JORDAN ELLENBERG: Hi. Thanks for having me.
KEITH: So you call your index the Hawking Index. Why is that?
ELLENBERG: Well, that's after Stephen Hawking's book "A Brief History Of Time" which is a huge bestseller and many people read it, of course, but probably many more people didn't read it. It's sort of famous as a book that many, many people bought and didn't make it all the way through.
KEITH: How does the index work? And we should also be very clear that this is completely unscientific and totally for fun.
ELLENBERG: Absolutely, yeah. So what I did was when you highlight books on your Kindle, when you highlight a sentence that you particularly like, Amazon is keeping track of that - I'm not sure everyone knows that - and Amazon records what five sentences in a book are the most commonly highlighted. So in a book that people are reading all the way through, it might be the case, that those highlights are scattered all the way through the length of the book. But if, on the other hand, there was a book that almost everyone was starting and reading a few pages and then putting down, then all of those highlights would have to be clustered in the first part. So what I did was just average the location of the top five highlights in the book - a very simple measure.

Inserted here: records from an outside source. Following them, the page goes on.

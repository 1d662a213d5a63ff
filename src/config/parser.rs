use crate::config::types::Config;
use crate::config::validation::validate;
use crate::ConfigError;
use sha2::{Digest, Sha256};
use std::path::Path;

/// Loads and parses a configuration file from the given path
///
/// # Arguments
///
/// * `path` - Path to the TOML configuration file
///
/// # Returns
///
/// * `Ok(Config)` - Successfully loaded and validated configuration
/// * `Err(ConfigError)` - Failed to load, parse, or validate the configuration
///
/// # Example
///
/// ```no_run
/// use std::path::Path;
/// use stay_harvest::config::load_config;
///
/// let config = load_config(Path::new("harvest.toml")).unwrap();
/// println!("Currency: {}", config.client.currency);
/// ```
pub fn load_config(path: &Path) -> Result<Config, ConfigError> {
    let content = std::fs::read_to_string(path)?;
    parse_config(&content)
}

/// Parses and validates configuration from TOML text
pub fn parse_config(content: &str) -> Result<Config, ConfigError> {
    let config: Config = toml::from_str(content)?;
    validate(&config)?;
    Ok(config)
}

/// Computes a SHA-256 hash of the configuration file content
///
/// Stored with every run in the index so a resumed batch can be traced
/// back to the settings that produced it.
///
/// # Returns
///
/// * `Ok(String)` - Hex-encoded SHA-256 hash of the file content
/// * `Err(ConfigError)` - Failed to read the file
pub fn compute_config_hash(path: &Path) -> Result<String, ConfigError> {
    let content = std::fs::read_to_string(path)?;
    let mut hasher = Sha256::new();
    hasher.update(content.as_bytes());
    Ok(hex::encode(hasher.finalize()))
}

/// Loads a configuration and returns both the config and its hash
pub fn load_config_with_hash(path: &Path) -> Result<(Config, String), ConfigError> {
    let config = load_config(path)?;
    let hash = compute_config_hash(path)?;
    Ok((config, hash))
}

KEITH: And that's publicly available data?
ELLENBERG: Yeah. On the Kindle page for the book it'll show you the top five highlights.
KEITH: And one of the worst ranked books, according to this metric, is Hillary Clinton's "Hard Choices." We were fascinated to see that the deepest into the book that the popular highlights go is page 33.
ELLENBERG: Yeah. And it's not a short book. And it's a bit unfair to Hillary because of course the book just came out and it's up against books that have been out quite a bit longer, so people may still be on route. Nonfiction books in general score badly - although admittedly, not as badly as "Hard Choices." And I think the reason for that is because of introductions. People like to highlight direct statements - thesis statements, so to speak. And those are often found in the introductions, so that's a popular source of highlights.
KEITH: What are the books that people actually do finish? Donna Tartt's "Goldfinch" was up there on the list.
ELLENBERG: You know, a 700-page, literarily acclaimed novel seems like exactly the kind of thing you would think people would buy aspirationally and not finish. But apparently, lots of people really are getting to the end and they like what they're finding at the end.
KEITH: What made you want to develop this index?
ELLENBERG: The reason I was doing this, you know, I have my own book out. Of course, like any author, I was looking at my own metrics and I looked at the highlights and found that they were all from the first 3 chapters and I was kind of upset. But being a mathematician I started to look at other books too and then I saw that I was actually sort of ahead of the pack.